What you are asked to do. In full and without alteration, write out the lines below.

Dataset entries.
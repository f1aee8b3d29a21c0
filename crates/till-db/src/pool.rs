//! # Database Pool Management
//!
//! Connection pool creation and configuration for SQLite.
//!
//! ## Architecture
//! ```text
//! ┌─────────────────────────────────────────────────────────────────────────┐
//! │                      Database Connection Pool                           │
//! │                                                                         │
//! │  API startup                                                           │
//! │       │                                                                 │
//! │       ▼                                                                 │
//! │  DbConfig::new(path) ← Configure pool settings                         │
//! │       │                                                                 │
//! │       ▼                                                                 │
//! │  Database::new(config).await ← Create pool + run migrations            │
//! │       │                                                                 │
//! │       ▼                                                                 │
//! │  ┌─────────────────────────────────────────┐                           │
//! │  │            SqlitePool                    │                           │
//! │  │  ┌─────┐ ┌─────┐ ┌─────┐ ┌─────┐       │                           │
//! │  │  │Conn1│ │Conn2│ │Conn3│ │Conn4│ ...   │  (max_connections)        │
//! │  │  └─────┘ └─────┘ └─────┘ └─────┘       │                           │
//! │  └─────────────────────────────────────────┘                           │
//! │       │                                                                 │
//! │       │ Concurrent checkouts read through separate connections          │
//! │       ▼                                                                 │
//! │  ProductRepository / CouponRepository                                  │
//! └─────────────────────────────────────────────────────────────────────────┘
//! ```
//!
//! ## WAL Mode
//! File databases run in WAL mode so catalog reads during checkout never
//! wait on a seed or admin write. In-memory databases skip it.

use sqlx::sqlite::{SqliteConnectOptions, SqliteJournalMode, SqlitePoolOptions, SqliteSynchronous};
use sqlx::SqlitePool;
use std::path::{Path, PathBuf};
use std::str::FromStr;
use std::time::Duration;
use tracing::{debug, info};

use crate::error::{DbError, DbResult};
use crate::migrations;
use crate::repository::coupon::CouponRepository;
use crate::repository::product::ProductRepository;

const IN_MEMORY: &str = ":memory:";

// =============================================================================
// Configuration
// =============================================================================

/// Database configuration.
///
/// ## Example
/// ```rust
/// use till_db::DbConfig;
///
/// let config = DbConfig::new("/path/to/till.db")
///     .max_connections(5)
///     .min_connections(1);
/// assert_eq!(config.max_connections, 5);
/// ```
#[derive(Debug, Clone)]
pub struct DbConfig {
    /// Path to the SQLite database file, or `:memory:`.
    pub database_path: PathBuf,

    /// Maximum number of connections in the pool.
    /// Default: 5
    pub max_connections: u32,

    /// Minimum number of connections to keep alive.
    /// Default: 1
    pub min_connections: u32,

    /// Connection timeout duration.
    /// Default: 30 seconds
    pub connect_timeout: Duration,

    /// Idle timeout before closing a connection. `None` keeps connections
    /// open forever.
    /// Default: 10 minutes
    pub idle_timeout: Option<Duration>,

    /// Whether to run migrations on connect.
    /// Default: true
    pub run_migrations: bool,
}

impl DbConfig {
    /// Creates a new database configuration with the given path.
    /// The file is created if it doesn't exist.
    pub fn new(path: impl Into<PathBuf>) -> Self {
        DbConfig {
            database_path: path.into(),
            max_connections: 5,
            min_connections: 1,
            connect_timeout: Duration::from_secs(30),
            idle_timeout: Some(Duration::from_secs(600)),
            run_migrations: true,
        }
    }

    /// Sets the maximum number of connections.
    pub fn max_connections(mut self, max: u32) -> Self {
        self.max_connections = max;
        self
    }

    /// Sets the minimum number of connections.
    pub fn min_connections(mut self, min: u32) -> Self {
        self.min_connections = min;
        self
    }

    /// Sets the connection timeout.
    pub fn connect_timeout(mut self, timeout: Duration) -> Self {
        self.connect_timeout = timeout;
        self
    }

    /// Sets whether to run migrations on connect.
    pub fn run_migrations(mut self, run: bool) -> Self {
        self.run_migrations = run;
        self
    }

    /// Creates an in-memory database configuration (for testing).
    ///
    /// Every in-memory connection is its own database, so the pool is pinned
    /// to one connection that never idles out.
    pub fn in_memory() -> Self {
        DbConfig {
            database_path: PathBuf::from(IN_MEMORY),
            max_connections: 1,
            min_connections: 1,
            connect_timeout: Duration::from_secs(5),
            idle_timeout: None,
            run_migrations: true,
        }
    }

    /// Returns true for `:memory:` databases.
    pub fn is_in_memory(&self) -> bool {
        self.database_path == Path::new(IN_MEMORY)
    }

    fn connect_options(&self) -> DbResult<SqliteConnectOptions> {
        if self.is_in_memory() {
            return SqliteConnectOptions::from_str("sqlite::memory:")
                .map(|options| options.foreign_keys(true))
                .map_err(|e| DbError::ConnectionFailed(e.to_string()));
        }

        let connect_url = format!("sqlite://{}?mode=rwc", self.database_path.display());

        let options = SqliteConnectOptions::from_str(&connect_url)
            .map_err(|e| DbError::ConnectionFailed(e.to_string()))?
            .journal_mode(SqliteJournalMode::Wal)
            // NORMAL is durable enough for a catalog that can be re-seeded
            .synchronous(SqliteSynchronous::Normal)
            .foreign_keys(true)
            .create_if_missing(true);

        Ok(options)
    }
}

// =============================================================================
// Database
// =============================================================================

/// Main database handle providing repository access.
///
/// Cheap to clone; clones share the pool.
#[derive(Debug, Clone)]
pub struct Database {
    pool: SqlitePool,
}

impl Database {
    /// Opens the pool and, if enabled, runs migrations.
    ///
    /// ## Returns
    /// * `Ok(Database)` - Ready-to-use database handle
    /// * `Err(DbError)` - Connection or migration failed
    pub async fn new(config: DbConfig) -> DbResult<Self> {
        info!(
            path = %config.database_path.display(),
            "Initializing database connection"
        );

        let connect_options = config.connect_options()?;
        debug!(in_memory = config.is_in_memory(), "Connection options configured");

        let mut pool_options = SqlitePoolOptions::new()
            .max_connections(config.max_connections)
            .min_connections(config.min_connections)
            .acquire_timeout(config.connect_timeout)
            .idle_timeout(config.idle_timeout);

        if config.is_in_memory() {
            pool_options = pool_options.max_lifetime(None);
        }

        let pool = pool_options
            .connect_with(connect_options)
            .await
            .map_err(|e| DbError::ConnectionFailed(e.to_string()))?;

        info!(
            max_connections = config.max_connections,
            "Database pool created"
        );

        let db = Database { pool };

        if config.run_migrations {
            db.run_migrations().await?;
        }

        Ok(db)
    }

    /// Applies pending migrations. Called by `new()` unless disabled.
    pub async fn run_migrations(&self) -> DbResult<()> {
        info!("Running database migrations");
        migrations::run_migrations(&self.pool).await?;
        info!("Migrations complete");
        Ok(())
    }

    /// Returns a reference to the connection pool.
    pub fn pool(&self) -> &SqlitePool {
        &self.pool
    }

    /// Returns the product repository.
    pub fn products(&self) -> ProductRepository {
        ProductRepository::new(self.pool.clone())
    }

    /// Returns the coupon repository.
    pub fn coupons(&self) -> CouponRepository {
        CouponRepository::new(self.pool.clone())
    }

    /// Closes the pool. Repository calls fail afterwards.
    pub async fn close(&self) {
        info!("Closing database connection pool");
        self.pool.close().await;
    }

    /// Checks if the database can execute queries.
    pub async fn health_check(&self) -> bool {
        sqlx::query("SELECT 1").execute(&self.pool).await.is_ok()
    }
}

// =============================================================================
// Unit Tests
// =============================================================================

Response box.
repository f1aee8b3d29a21c0
filename crates/till-db/src/pool.rs
//! # Database Pool Management
//!
//! Connection pool creation and configuration for SQLite.
//!
//! ## Architecture
//! ```text
//! ┌─────────────────────────────────────────────────────────────────────────┐
//! │                      Database Connection Pool                           │
//! │                                                                         │
//! │  API startup                                                           │
//! │       │                                                                 │
//! │       ▼                                                                 │
//! │  DbConfig::new(path) ← Configure pool settings                         │
//! │       │                                                                 │
//! │       ▼                                                                 │
//! │  Database::new(config).await ← Create pool + run migrations            │
//! │       │                                                                 │
//! │       ▼                                                                 │
//! │  ┌─────────────────────────────────────────┐                           │
//! │  │            SqlitePool                    │                           │
//! │  │  ┌─────┐ ┌─────┐ ┌─────┐ ┌─────┐       │                           │
//! │  │  │Conn1│ │Conn2│ │Conn3│ │Conn4│ ...   │  (max_connections)        │
//! │  │  └─────┘ └─────┘ └─────┘ └─────┘       │                           │
//! │  └─────────────────────────────────────────┘                           │
//! │       │                                                                 │
//! │       │ Concurrent checkouts read through separate connections          │
//! │       ▼                                                                 │
//! │  ProductRepository / CouponRepository                                  │
//! └─────────────────────────────────────────────────────────────────────────┘
//! ```
//!
//! ## WAL Mode
//! File databases run in WAL mode so catalog reads during checkout never
//! wait on a seed or admin write. In-memory databases skip it.

use sqlx::sqlite::{SqliteConnectOptions, SqliteJournalMode, SqlitePoolOptions, SqliteSynchronous};
use sqlx::SqlitePool;
use std::path::{Path, PathBuf};
use std::str::FromStr;
use std::time::Duration;
use tracing::{debug, info};

use crate::error::{DbError, DbResult};
use crate::migrations;
use crate::repository::coupon::CouponRepository;
use crate::repository::product::ProductRepository;

const IN_MEMORY: &str = ":memory:";

// =============================================================================
// Configuration
// =============================================================================

/// Database configuration.
///
/// ## Example
/// ```rust
/// use till_db::DbConfig;
///
/// let config = DbConfig::new("/path/to/till.db")
///     .max_connections(5)
///     .min_connections(1);
/// assert_eq!(config.max_connections, 5);
/// ```
#[derive(Debug, Clone)]
pub struct DbConfig {
    /// Path to the SQLite database file, or `:memory:`.
    pub database_path: PathBuf,

    /// Maximum number of connections in the pool.
    /// Default: 5
    pub max_connections: u32,

    /// Minimum number of connections to keep alive.
    /// Default: 1
    pub min_connections: u32,

    /// Connection timeout duration.
    /// Default: 30 seconds
    pub connect_timeout: Duration,

    /// Idle timeout before closing a connection. `None` keeps connections
    /// open forever.
    /// Default: 10 minutes
    pub idle_timeout: Option<Duration>,

    /// Whether to run migrations on connect.
    /// Default: true
    pub run_migrations: bool,
}

impl DbConfig {
    /// Creates a new database configuration with the given path.
    /// The file is created if it doesn't exist.
    pub fn new(path: impl Into<PathBuf>) -> Self {
        DbConfig {
            database_path: path.into(),
            max_connections: 5,
            min_connections: 1,
            connect_timeout: Duration::from_secs(30),
            idle_timeout: Some(Duration::from_secs(600)),
            run_migrations: true,
        }
    }

    /// Sets the maximum number of connections.
    pub fn max_connections(mut self, max: u32) -> Self {
        self.max_connections = max;
        self
    }

    /// Sets the minimum number of connections.
    pub fn min_connections(mut self, min: u32) -> Self {
        self.min_connections = min;
        self
    }

    /// Sets the connection timeout.
    pub fn connect_timeout(mut self, timeout: Duration) -> Self {
        self.connect_timeout = timeout;
        self
    }

    /// Sets whether to run migrations on connect.
    pub fn run_migrations(mut self, run: bool) -> Self {
        self.run_migrations = run;
        self
    }

    /// Creates an in-memory database configuration (for testing).
    ///
    /// Every in-memory connection is its own database, so the pool is pinned
    /// to one connection that never idles out.
    pub fn in_memory() -> Self {
        DbConfig {
            database_path: PathBuf::from(IN_MEMORY),
            max_connections: 1,
            min_connections: 1,
            connect_timeout: Duration::from_secs(5),
            idle_timeout: None,
            run_migrations: true,
        }
    }

    /// Returns true for `:memory:` databases.
    pub fn is_in_memory(&self) -> bool {
        self.database_path == Path::new(IN_MEMORY)
    }

    fn connect_options(&self) -> DbResult<SqliteConnectOptions> {
        if self.is_in_memory() {
            return SqliteConnectOptions::from_str("sqlite::memory:")
                .map(|options| options.foreign_keys(true))
                .map_err(|e| DbError::ConnectionFailed(e.to_string()));
        }

        let connect_url = format!("sqlite://{}?mode=rwc", self.database_path.display());

        let options = SqliteConnectOptions::from_str(&connect_url)
            .map_err(|e| DbError::ConnectionFailed(e.to_string()))?
            .journal_mode(SqliteJournalMode::Wal)
            // NORMAL is durable enough for a catalog that can be re-seeded
            .synchronous(SqliteSynchronous::Normal)
            .foreign_keys(true)
            .create_if_missing(true);

        Ok(options)
    }
}

// =============================================================================
// Database
// =============================================================================

/// Main database handle providing repository access.
///
/// Cheap to clone; clones share the pool.
#[derive(Debug, Clone)]
pub struct Database {
    pool: SqlitePool,
}

impl Database {
    /// Opens the pool and, if enabled, runs migrations.
    ///
    /// ## Returns
    /// * `Ok(Database)` - Ready-to-use database handle
    /// * `Err(DbError)` - Connection or migration failed
    pub async fn new(config: DbConfig) -> DbResult<Self> {
        info!(
            path = %config.database_path.display(),
            "Initializing database connection"
        );

        let connect_options = config.connect_options()?;
        debug!(in_memory = config.is_in_memory(), "Connection options configured");

        let mut pool_options = SqlitePoolOptions::new()
            .max_connections(config.max_connections)
            .min_connections(config.min_connections)
            .acquire_timeout(config.connect_timeout)
            .idle_timeout(config.idle_timeout);

        if config.is_in_memory() {
            pool_options = pool_options.max_lifetime(None);
        }

        let pool = pool_options
            .connect_with(connect_options)
            .await
            .map_err(|e| DbError::ConnectionFailed(e.to_string()))?;

        info!(
            max_connections = config.max_connections,
            "Database pool created"
        );

        let db = Database { pool };

        if config.run_migrations {
            db.run_migrations().await?;
        }

        Ok(db)
    }

    /// Applies pending migrations. Called by `new()` unless disabled.
    pub async fn run_migrations(&self) -> DbResult<()> {
        info!("Running database migrations");
        migrations::run_migrations(&self.pool).await?;
        info!("Migrations complete");
        Ok(())
    }

    /// Returns a reference to the connection pool.
    pub fn pool(&self) -> &SqlitePool {
        &self.pool
    }

    /// Returns the product repository.
    pub fn products(&self) -> ProductRepository {
        ProductRepository::new(self.pool.clone())
    }

    /// Returns the coupon repository.
    pub fn coupons(&self) -> CouponRepository {
        CouponRepository::new(self.pool.clone())
    }

    /// Closes the pool. Repository calls fail afterwards.
    pub async fn close(&self) {
        info!("Closing database connection pool");
        self.pool.close().await;
    }

    /// Checks if the database can execute queries.
    pub async fn health_check(&self) -> bool {
        sqlx::query("SELECT 1").execute(&self.pool).await.is_ok()
    }
}

// =============================================================================
// Unit Tests
// =============================================================================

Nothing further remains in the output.